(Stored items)
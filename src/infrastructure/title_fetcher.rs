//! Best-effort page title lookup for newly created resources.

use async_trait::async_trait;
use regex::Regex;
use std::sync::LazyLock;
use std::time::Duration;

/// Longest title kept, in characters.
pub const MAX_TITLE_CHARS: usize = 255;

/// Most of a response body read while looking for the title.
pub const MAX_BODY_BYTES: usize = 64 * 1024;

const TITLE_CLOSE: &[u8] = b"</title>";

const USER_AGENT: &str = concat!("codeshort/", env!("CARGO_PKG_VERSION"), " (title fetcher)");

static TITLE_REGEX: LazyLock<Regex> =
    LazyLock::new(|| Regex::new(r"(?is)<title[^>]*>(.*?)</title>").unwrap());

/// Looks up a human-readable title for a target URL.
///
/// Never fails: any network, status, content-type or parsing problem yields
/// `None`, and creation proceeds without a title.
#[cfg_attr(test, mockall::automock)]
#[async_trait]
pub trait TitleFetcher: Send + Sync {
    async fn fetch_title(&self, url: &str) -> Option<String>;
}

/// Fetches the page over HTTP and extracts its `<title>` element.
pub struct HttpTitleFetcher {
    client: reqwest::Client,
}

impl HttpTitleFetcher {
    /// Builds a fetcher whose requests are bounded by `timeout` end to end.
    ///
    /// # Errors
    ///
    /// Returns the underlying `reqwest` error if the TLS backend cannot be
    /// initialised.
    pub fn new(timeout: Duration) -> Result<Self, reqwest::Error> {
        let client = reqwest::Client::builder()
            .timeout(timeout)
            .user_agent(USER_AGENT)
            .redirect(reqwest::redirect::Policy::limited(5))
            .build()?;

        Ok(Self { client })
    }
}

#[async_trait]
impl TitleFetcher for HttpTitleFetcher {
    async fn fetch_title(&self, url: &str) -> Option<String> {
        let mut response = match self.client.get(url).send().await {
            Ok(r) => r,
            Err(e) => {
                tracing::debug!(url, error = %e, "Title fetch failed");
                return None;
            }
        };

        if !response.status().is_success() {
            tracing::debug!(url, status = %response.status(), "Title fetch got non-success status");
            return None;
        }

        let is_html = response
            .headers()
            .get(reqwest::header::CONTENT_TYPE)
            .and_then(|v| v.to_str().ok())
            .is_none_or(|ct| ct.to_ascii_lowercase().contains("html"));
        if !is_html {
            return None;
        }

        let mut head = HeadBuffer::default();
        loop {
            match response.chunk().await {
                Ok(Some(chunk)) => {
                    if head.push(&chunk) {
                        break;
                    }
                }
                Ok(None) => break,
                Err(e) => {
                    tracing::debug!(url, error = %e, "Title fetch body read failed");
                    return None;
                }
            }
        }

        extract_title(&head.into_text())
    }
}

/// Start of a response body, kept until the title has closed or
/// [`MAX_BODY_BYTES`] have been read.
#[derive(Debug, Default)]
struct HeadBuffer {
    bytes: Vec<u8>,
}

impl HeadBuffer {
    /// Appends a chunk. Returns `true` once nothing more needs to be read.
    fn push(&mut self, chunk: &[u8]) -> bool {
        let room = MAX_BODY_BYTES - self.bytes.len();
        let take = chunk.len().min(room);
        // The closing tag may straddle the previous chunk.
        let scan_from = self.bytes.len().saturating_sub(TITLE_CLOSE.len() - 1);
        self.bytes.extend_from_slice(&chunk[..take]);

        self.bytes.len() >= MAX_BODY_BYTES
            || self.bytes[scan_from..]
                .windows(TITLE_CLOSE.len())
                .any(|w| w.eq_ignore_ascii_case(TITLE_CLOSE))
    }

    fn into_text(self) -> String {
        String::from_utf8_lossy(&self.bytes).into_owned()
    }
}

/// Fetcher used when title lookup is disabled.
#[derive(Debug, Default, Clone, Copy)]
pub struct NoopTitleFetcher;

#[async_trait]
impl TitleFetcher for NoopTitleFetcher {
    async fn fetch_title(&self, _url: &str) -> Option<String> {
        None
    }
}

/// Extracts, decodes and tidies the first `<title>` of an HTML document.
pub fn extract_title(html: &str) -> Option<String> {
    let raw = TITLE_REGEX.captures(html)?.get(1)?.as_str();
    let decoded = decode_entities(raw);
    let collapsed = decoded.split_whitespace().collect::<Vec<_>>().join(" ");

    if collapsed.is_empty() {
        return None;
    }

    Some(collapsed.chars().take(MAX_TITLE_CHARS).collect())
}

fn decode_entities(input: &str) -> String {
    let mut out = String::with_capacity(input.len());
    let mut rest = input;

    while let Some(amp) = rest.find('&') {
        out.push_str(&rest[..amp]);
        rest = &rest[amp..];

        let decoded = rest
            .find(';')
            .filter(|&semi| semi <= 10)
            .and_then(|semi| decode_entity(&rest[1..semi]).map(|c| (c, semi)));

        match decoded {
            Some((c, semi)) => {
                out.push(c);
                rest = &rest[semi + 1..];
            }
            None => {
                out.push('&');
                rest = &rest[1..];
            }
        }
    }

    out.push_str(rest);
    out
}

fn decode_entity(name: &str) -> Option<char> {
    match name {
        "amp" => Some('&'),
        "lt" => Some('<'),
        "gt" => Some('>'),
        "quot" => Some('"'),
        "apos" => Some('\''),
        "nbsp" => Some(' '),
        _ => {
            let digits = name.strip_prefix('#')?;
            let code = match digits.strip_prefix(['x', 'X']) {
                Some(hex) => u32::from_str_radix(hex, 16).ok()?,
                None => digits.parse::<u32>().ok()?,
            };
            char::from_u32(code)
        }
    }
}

_Task requirements_
Go over the entries above and say how many lines hold the string "Returns", with no other text.

_Exercise answer_
2